Exactly as written, restate the material below from its first line through the line containing "deactivated one 403.", and stop there.

Segment Open

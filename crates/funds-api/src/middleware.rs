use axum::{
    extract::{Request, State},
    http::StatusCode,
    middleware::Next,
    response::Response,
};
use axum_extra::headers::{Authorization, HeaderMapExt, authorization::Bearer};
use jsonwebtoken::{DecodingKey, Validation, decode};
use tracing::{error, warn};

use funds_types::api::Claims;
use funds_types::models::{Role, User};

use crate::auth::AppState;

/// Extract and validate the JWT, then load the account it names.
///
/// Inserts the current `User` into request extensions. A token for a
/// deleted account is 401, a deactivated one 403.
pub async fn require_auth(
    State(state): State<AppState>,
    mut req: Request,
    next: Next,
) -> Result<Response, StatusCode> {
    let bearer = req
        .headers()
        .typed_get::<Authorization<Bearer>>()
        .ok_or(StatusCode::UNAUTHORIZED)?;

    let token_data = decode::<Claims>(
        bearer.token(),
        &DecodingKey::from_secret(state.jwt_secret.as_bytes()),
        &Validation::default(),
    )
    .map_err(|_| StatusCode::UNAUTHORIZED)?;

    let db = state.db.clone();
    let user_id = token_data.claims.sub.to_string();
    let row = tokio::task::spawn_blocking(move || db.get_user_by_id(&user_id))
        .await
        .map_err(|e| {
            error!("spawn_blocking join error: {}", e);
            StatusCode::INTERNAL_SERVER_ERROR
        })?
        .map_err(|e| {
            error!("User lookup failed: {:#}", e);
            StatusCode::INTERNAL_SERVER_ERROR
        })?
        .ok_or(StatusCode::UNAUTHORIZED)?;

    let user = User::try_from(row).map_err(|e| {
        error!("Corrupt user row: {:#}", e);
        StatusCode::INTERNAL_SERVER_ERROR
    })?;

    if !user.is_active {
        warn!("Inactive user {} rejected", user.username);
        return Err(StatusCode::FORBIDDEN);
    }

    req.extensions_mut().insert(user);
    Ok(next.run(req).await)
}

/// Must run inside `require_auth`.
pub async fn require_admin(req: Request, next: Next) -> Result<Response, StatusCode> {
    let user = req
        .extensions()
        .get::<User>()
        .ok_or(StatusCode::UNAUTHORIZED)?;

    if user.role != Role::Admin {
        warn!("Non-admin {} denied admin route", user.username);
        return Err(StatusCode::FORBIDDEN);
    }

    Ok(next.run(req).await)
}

Segment Closed

Finished task:
filename crates/funds-api/src/middleware.rs
use axum::{
    extract::{Request, State},
    http::StatusCode,
    middleware::Next,
    response::Response,
};
use axum_extra::headers::{Authorization, HeaderMapExt, authorization::Bearer};
use jsonwebtoken::{DecodingKey, Validation, decode};
use tracing::{error, warn};

use funds_types::api::Claims;
use funds_types::models::{Role, User};

use crate::auth::AppState;

/// Extract and validate the JWT, then load the account it names.
///
/// Inserts the current `User` into request extensions. A token for a
/// deleted account is 401, a deactivated one 403.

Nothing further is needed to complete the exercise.